Aspectos mejorables / límites
- No es universal: el criterio de 30 vs 60 ranuras condiciona totalmente el resultado. Aquí una compra equivocada te devuelve exactamente al punto de partida (o peor, con lecturas más incoherentes).
- La instalación exige paciencia y alineacion. En este tipo de guía, hay muchas fijaciones y conectores, y los cables suelen ser delicados. Yo he visto casos en los que el volante “parece” montado, pero el sensor queda ligeramente vencido y la calibracion se vuelve erratica.
- Si el problema no era del codificador, el repuesto puede no ser la pieza que arregla todo.
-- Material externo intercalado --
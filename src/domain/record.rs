//! Calendar event records and the dataset they are merged into.
//!
//! A `Record` is identified by `(time, currency, event)`; two records with the
//! same identity key are the same logical event observed at different times.

use std::fmt;
use std::str::FromStr;

use chrono::{DateTime, FixedOffset};

/// Currencies listed on the calendar.
#[derive(Debug, Clone, Copy, PartialEq, Eq, Hash, PartialOrd, Ord)]
pub enum Currency {
    Aud,
    Cad,
    Chf,
    Cny,
    Eur,
    Gbp,
    Jpy,
    Nzd,
    Usd,
    /// Site-wide events not tied to one currency.
    All,
}

impl Currency {
    pub const KNOWN: [Currency; 10] = [
        Currency::Aud,
        Currency::Cad,
        Currency::Chf,
        Currency::Cny,
        Currency::Eur,
        Currency::Gbp,
        Currency::Jpy,
        Currency::Nzd,
        Currency::Usd,
        Currency::All,
    ];

    pub fn code(self) -> &'static str {
        match self {
            Currency::Aud => "AUD",
            Currency::Cad => "CAD",
            Currency::Chf => "CHF",
            Currency::Cny => "CNY",
            Currency::Eur => "EUR",
            Currency::Gbp => "GBP",
            Currency::Jpy => "JPY",
            Currency::Nzd => "NZD",
            Currency::Usd => "USD",
            Currency::All => "ALL",
        }
    }
}

impl fmt::Display for Currency {
    fn fmt(&self, f: &mut fmt::Formatter<'_>) -> fmt::Result {
        f.write_str(self.code())
    }
}

impl FromStr for Currency {
    type Err = String;

    fn from_str(s: &str) -> Result<Self, Self::Err> {
        let code = s.trim();
        Currency::KNOWN
            .into_iter()
            .find(|c| c.code().eq_ignore_ascii_case(code))
            .ok_or_else(|| code.to_string())
    }
}

/// Expected market impact of an event.
#[derive(Debug, Clone, Copy, PartialEq, Eq, Hash)]
pub enum Impact {
    High,
    Medium,
    Low,
    Holiday,
    None,
}

impl Impact {
    /// Map an impact marker to a level.
    ///
    /// Accepts the row's icon class (`icon--ff-impact-red`), its title
    /// (`High Impact Expected`), or a stored level name (`HIGH`).
    /// Anything unrecognised is `None`, never an error.
    pub fn from_marker(marker: &str) -> Impact {
        let m = marker.to_ascii_lowercase();
        if m.contains("impact-red") || m.contains("high") {
            Impact::High
        } else if m.contains("impact-ora") || m.contains("medium") {
            Impact::Medium
        } else if m.contains("impact-yel") || m.contains("low") {
            Impact::Low
        } else if m.contains("impact-gra") || m.contains("holiday") || m.contains("non-economic") {
            Impact::Holiday
        } else {
            Impact::None
        }
    }

    pub fn as_str(self) -> &'static str {
        match self {
            Impact::High => "HIGH",
            Impact::Medium => "MEDIUM",
            Impact::Low => "LOW",
            Impact::Holiday => "HOLIDAY",
            Impact::None => "NONE",
        }
    }
}

impl fmt::Display for Impact {
    fn fmt(&self, f: &mut fmt::Formatter<'_>) -> fmt::Result {
        f.write_str(self.as_str())
    }
}

/// One calendar event.
#[derive(Debug, Clone, PartialEq, Eq)]
pub struct Record {
    pub time: DateTime<FixedOffset>,
    pub currency: Currency,
    pub impact: Impact,
    pub event_name: String,
    pub actual: Option<String>,
    pub forecast: Option<String>,
    pub previous: Option<String>,
    /// Serialized specification table (`key: value|key: value`).
    pub detail: Option<String>,
    /// The row offered an expandable detail link when it was scraped.
    ///
    /// Not persisted.
    pub has_detail_marker: bool,
}

impl Record {
    pub fn new(time: DateTime<FixedOffset>, currency: Currency, impact: Impact, event_name: impl Into<String>) -> Self {
        Self {
            time,
            currency,
            impact,
            event_name: event_name.into(),
            actual: None,
            forecast: None,
            previous: None,
            detail: None,
            has_detail_marker: false,
        }
    }

    pub fn key(&self) -> IdentityKey {
        IdentityKey {
            time: self.time,
            currency: self.currency,
            event: self.event_name.clone(),
        }
    }

    pub fn has_detail(&self) -> bool {
        self.detail.as_deref().is_some_and(|d| !d.trim().is_empty())
    }
}

/// `(time, currency, event)`: the identity of one logical event.
///
/// Times compare as instants, so the same moment written with two different
/// offsets is the same key.
#[derive(Debug, Clone, PartialEq, Eq, Hash, PartialOrd, Ord)]
pub struct IdentityKey {
    pub time: DateTime<FixedOffset>,
    pub currency: Currency,
    pub event: String,
}

/// Ordered collection of records (ascending by time).
#[derive(Debug, Clone, Default, PartialEq, Eq)]
pub struct Dataset {
    records: Vec<Record>,
}

impl Dataset {
    pub fn new() -> Self {
        Self::default()
    }

    /// Build a dataset, sorting by time. Duplicate keys are kept as-is;
    /// only `merge` establishes uniqueness.
    pub fn from_records(records: Vec<Record>) -> Self {
        let mut out = Self { records };
        out.sort_by_time();
        out
    }

    /// Stable sort, so records sharing a time keep their relative order.
    pub fn sort_by_time(&mut self) {
        self.records.sort_by_key(|r| r.time);
    }

    pub fn len(&self) -> usize {
        self.records.len()
    }

    pub fn is_empty(&self) -> bool {
        self.records.is_empty()
    }

    pub fn iter(&self) -> std::slice::Iter<'_, Record> {
        self.records.iter()
    }

    pub fn records(&self) -> &[Record] {
        &self.records
    }

    pub fn into_records(self) -> Vec<Record> {
        self.records
    }

    /// Binary search on time, then a scan of the records sharing that instant.
    pub fn get(&self, key: &IdentityKey) -> Option<&Record> {
        let start = self.records.partition_point(|r| r.time < key.time);
        self.records[start..]
            .iter()
            .take_while(|r| r.time == key.time)
            .find(|r| r.currency == key.currency && r.event_name == key.event)
    }

    /// The record with this key already carries a non-empty detail.
    pub fn has_detail(&self, key: &IdentityKey) -> bool {
        self.get(key).is_some_and(Record::has_detail)
    }
}

impl<'a> IntoIterator for &'a Dataset {
    type Item = &'a Record;
    type IntoIter = std::slice::Iter<'a, Record>;

    fn into_iter(self) -> Self::IntoIter {
        self.records.iter()
    }
}

#[cfg(test)]
mod tests {
    use super::*;
    use chrono::TimeZone;

    #[test]
    fn currency_parses_case_insensitively() {
        assert_eq!("usd".parse::<Currency>().unwrap(), Currency::Usd);
        assert_eq!(" EUR ".parse::<Currency>().unwrap(), Currency::Eur);
        assert_eq!("All".parse::<Currency>().unwrap(), Currency::All);
        assert_eq!("XYZ".parse::<Currency>(), Err("XYZ".to_string()));
    }

    #[test]
    fn impact_from_markers() {
        assert_eq!(Impact::from_marker("icon icon--ff-impact-red"), Impact::High);
        assert_eq!(Impact::from_marker("icon icon--ff-impact-ora"), Impact::Medium);
        assert_eq!(Impact::from_marker("icon icon--ff-impact-yel"), Impact::Low);
        assert_eq!(Impact::from_marker("icon icon--ff-impact-gra"), Impact::Holiday);
        assert_eq!(Impact::from_marker("High Impact Expected"), Impact::High);
        assert_eq!(Impact::from_marker("Non-Economic"), Impact::Holiday);
        assert_eq!(Impact::from_marker("HOLIDAY"), Impact::Holiday);
        assert_eq!(Impact::from_marker(""), Impact::None);
        assert_eq!(Impact::from_marker("icon--ff-impact-blu"), Impact::None);
    }

    #[test]
    fn keys_compare_as_instants() {
        let ny = FixedOffset::west_opt(5 * 3600).unwrap();
        let utc = FixedOffset::east_opt(0).unwrap();
        let a = Record::new(ny.with_ymd_and_hms(2025, 11, 24, 8, 30, 0).unwrap(), Currency::Usd, Impact::High, "NFP");
        let b = Record::new(utc.with_ymd_and_hms(2025, 11, 24, 13, 30, 0).unwrap(), Currency::Usd, Impact::Low, "NFP");
        assert_eq!(a.key(), b.key());
    }

    #[test]
    fn lookup_by_key_among_shared_instants() {
        let ny = FixedOffset::west_opt(5 * 3600).unwrap();
        let utc = FixedOffset::east_opt(0).unwrap();
        let at = |h| ny.with_ymd_and_hms(2025, 11, 24, h, 30, 0).unwrap();
        let mut claims = Record::new(at(8), Currency::Usd, Impact::Medium, "Unemployment Claims");
        claims.detail = Some("Source: DOL".to_string());
        let ds = Dataset::from_records(vec![
            Record::new(at(10), Currency::Cad, Impact::Low, "Housing Starts"),
            Record::new(at(8), Currency::Usd, Impact::High, "Non-Farm Payrolls"),
            claims,
            Record::new(at(8), Currency::Cad, Impact::High, "Employment Change"),
            Record::new(at(2), Currency::Eur, Impact::Low, "German ifo"),
        ]);

        let key = IdentityKey {
            time: utc.with_ymd_and_hms(2025, 11, 24, 13, 30, 0).unwrap(),
            currency: Currency::Usd,
            event: "Unemployment Claims".to_string(),
        };
        assert_eq!(ds.get(&key).map(|r| r.impact), Some(Impact::Medium));
        assert!(ds.has_detail(&key));

        let nfp = IdentityKey {
            event: "Non-Farm Payrolls".to_string(),
            ..key.clone()
        };
        assert!(ds.get(&nfp).is_some());
        assert!(!ds.has_detail(&nfp));

        let later = IdentityKey { time: at(10), ..key };
        assert!(ds.get(&later).is_none());
    }

    #[test]
    fn blank_detail_is_not_detail() {
        let utc = FixedOffset::east_opt(0).unwrap();
        let mut r = Record::new(utc.with_ymd_and_hms(2025, 1, 1, 0, 0, 0).unwrap(), Currency::Gbp, Impact::Low, "CPI");
        assert!(!r.has_detail());
        r.detail = Some("  ".to_string());
        assert!(!r.has_detail());
        r.detail = Some("Source: ONS".to_string());
        assert!(r.has_detail());
    }
}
Por ejemplo: holguras en el mecanismo, desgaste del engranaje asociado o incluso contactos en placa pueden mantener el fallo.
Consejos prácticos de uso y mantenimiento
- Antes de empezar: desconecta totalmente el volante y trabaja con buena iluminación.
- Durante el montaje: evita apoyar herramientas sobre la zona del sensor óptico y no fuerces conectores; el conector multipin bajo la PCB se extrae moviendo el cuerpo del conector, no tirando del cable.
- Una vez montado: haz una calibracion completa y prueba trayectorias lentas alrededor del centro (donde los errores pequeños se delatan más).
- Mantenimiento: mantén el interior limpio y seco; polvo en la zona óptica empeora la lectura. Si limpias, usa aire seco/aspiracion suave, sin humedecer componentes ópticos.
En guías de reparación de este modelo, se insiste especialmente en no doblar el emisor/receptor y en verificar la correcta colocacion de la geometría del conjunto para que el volante pueda calibrar completamente. Ese enfoque es exactamente el que yo aplicaría para asegurar que el repuesto “se note” en el uso diario.
Veredicto del experto
Lo recomendaría como solución cuando el síntoma encaja con el problema clásico del codificador óptico: lecturas irregulares, calibracion que no termina bien o pasos que “no se cuentan” de forma estable al girar, especialmente en los modelos compatibles de 60 ranuras. Donde no lo veo: si tu fallo viene de holguras mecánicas más amplias, problemas eléctricos en placa o si tu volante es de 30 ranuras. En esos casos, gastar tiempo y dinero en un codificador que no encaja en la arquitectura de pasos te va a devolver la frustracion.
Para mí, el valor real de este tipo de repuesto está en que devuelve precisión recuperando la cadena completa de lectura óptica: cuando el montaje sale fino y la alineacion queda correcta, el volante deja de “inventarse” errores y vuelve a dar esa sensación de control que esperas en sim racing.